Start of RECORDS

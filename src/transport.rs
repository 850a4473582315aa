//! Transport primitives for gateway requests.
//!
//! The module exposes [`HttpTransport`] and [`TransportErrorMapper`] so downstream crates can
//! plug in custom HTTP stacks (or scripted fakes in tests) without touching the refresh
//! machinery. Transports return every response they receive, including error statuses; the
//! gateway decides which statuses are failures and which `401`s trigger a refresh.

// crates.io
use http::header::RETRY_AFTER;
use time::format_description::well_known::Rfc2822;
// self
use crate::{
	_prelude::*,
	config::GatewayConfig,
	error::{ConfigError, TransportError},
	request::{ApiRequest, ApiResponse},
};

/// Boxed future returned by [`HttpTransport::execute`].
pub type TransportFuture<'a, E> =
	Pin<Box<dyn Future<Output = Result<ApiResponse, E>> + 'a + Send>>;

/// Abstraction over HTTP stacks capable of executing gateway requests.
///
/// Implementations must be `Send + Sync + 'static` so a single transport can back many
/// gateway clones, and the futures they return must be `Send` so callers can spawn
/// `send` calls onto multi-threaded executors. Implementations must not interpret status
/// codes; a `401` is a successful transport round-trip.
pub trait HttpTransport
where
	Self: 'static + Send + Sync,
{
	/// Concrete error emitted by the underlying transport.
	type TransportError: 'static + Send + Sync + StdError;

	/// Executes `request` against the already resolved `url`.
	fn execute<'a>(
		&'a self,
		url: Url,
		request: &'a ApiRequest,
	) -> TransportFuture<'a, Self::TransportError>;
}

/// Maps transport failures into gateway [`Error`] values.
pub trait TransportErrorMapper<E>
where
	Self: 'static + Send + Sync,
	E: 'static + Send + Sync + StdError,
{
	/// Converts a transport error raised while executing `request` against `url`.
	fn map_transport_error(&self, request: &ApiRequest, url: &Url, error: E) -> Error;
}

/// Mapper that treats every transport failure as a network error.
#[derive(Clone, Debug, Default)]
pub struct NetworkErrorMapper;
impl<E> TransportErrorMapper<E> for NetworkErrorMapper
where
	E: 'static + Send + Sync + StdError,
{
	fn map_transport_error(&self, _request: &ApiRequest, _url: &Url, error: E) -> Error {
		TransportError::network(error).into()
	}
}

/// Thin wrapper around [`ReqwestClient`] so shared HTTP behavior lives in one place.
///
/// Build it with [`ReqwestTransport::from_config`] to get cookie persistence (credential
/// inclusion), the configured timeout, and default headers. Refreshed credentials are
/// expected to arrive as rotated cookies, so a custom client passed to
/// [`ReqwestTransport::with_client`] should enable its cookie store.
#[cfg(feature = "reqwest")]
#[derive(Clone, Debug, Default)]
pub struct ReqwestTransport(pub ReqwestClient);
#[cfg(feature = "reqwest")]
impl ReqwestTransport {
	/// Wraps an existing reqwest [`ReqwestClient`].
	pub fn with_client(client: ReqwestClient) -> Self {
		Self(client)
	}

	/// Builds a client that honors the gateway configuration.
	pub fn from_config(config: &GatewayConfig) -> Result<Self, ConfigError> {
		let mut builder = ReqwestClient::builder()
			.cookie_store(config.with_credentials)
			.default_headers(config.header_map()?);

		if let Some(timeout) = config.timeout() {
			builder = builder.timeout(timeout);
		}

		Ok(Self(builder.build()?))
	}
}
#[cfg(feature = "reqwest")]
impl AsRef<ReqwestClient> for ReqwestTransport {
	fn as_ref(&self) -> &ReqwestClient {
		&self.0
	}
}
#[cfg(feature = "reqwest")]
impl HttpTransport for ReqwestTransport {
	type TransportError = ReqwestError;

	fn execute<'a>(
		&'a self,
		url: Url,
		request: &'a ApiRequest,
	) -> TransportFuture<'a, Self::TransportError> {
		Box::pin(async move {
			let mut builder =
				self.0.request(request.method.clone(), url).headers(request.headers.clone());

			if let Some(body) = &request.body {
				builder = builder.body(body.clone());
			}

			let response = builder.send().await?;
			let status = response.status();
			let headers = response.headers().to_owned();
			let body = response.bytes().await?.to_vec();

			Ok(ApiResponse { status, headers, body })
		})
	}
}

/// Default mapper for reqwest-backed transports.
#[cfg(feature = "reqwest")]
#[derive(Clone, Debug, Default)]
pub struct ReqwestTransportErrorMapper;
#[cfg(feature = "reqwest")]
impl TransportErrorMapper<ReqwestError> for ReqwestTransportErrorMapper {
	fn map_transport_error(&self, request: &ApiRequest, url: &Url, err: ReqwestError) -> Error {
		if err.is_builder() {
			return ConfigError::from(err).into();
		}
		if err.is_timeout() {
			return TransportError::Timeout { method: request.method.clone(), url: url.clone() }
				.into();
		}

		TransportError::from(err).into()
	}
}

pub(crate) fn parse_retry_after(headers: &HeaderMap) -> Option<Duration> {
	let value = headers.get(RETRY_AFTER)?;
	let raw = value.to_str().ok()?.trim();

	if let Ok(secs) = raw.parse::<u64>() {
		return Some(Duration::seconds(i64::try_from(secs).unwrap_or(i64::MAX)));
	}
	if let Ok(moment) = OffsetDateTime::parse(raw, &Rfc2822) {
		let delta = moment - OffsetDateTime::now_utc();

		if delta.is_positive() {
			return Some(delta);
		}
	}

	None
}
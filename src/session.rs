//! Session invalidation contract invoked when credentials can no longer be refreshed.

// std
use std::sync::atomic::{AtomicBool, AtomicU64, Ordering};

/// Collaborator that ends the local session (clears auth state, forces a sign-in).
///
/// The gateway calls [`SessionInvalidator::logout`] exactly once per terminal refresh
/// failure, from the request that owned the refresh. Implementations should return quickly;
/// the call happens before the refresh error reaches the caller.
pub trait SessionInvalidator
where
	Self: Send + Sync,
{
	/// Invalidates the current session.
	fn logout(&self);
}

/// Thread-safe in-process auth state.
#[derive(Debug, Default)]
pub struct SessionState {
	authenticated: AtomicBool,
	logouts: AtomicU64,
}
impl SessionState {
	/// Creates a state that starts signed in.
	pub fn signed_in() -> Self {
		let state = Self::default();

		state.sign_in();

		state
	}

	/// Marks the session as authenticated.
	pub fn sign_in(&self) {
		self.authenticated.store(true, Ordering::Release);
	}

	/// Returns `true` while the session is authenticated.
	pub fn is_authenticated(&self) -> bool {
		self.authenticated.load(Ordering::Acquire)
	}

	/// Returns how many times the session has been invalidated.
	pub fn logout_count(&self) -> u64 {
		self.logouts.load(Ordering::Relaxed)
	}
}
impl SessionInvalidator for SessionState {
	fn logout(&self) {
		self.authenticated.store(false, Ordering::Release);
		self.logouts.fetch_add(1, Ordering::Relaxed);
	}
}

End of RECORDS

• TASK REQUIREMENTS
The lines to copy run from the first line of the entries to the line containing "not interpret status"; copy them exactly and output nothing else.

• SOLUTION
filename src/transport.rs
repository 850a4473582315aa
//! Transport primitives for gateway requests.
//!
//! The module exposes [`HttpTransport`] and [`TransportErrorMapper`] so downstream crates can
//! plug in custom HTTP stacks (or scripted fakes in tests) without touching the refresh
//! machinery. Transports return every response they receive, including error statuses; the
//! gateway decides which statuses are failures and which `401`s trigger a refresh.

// crates.io
use http::header::RETRY_AFTER;
use time::format_description::well_known::Rfc2822;
// self
use crate::{
	_prelude::*,
	config::GatewayConfig,
	error::{ConfigError, TransportError},
	request::{ApiRequest, ApiResponse},
};

/// Boxed future returned by [`HttpTransport::execute`].
pub type TransportFuture<'a, E> =
	Pin<Box<dyn Future<Output = Result<ApiResponse, E>> + 'a + Send>>;

/// Abstraction over HTTP stacks capable of executing gateway requests.
///
/// Implementations must be `Send + Sync + 'static` so a single transport can back many
/// gateway clones, and the futures they return must be `Send` so callers can spawn
/// `send` calls onto multi-threaded executors. Implementations must not interpret status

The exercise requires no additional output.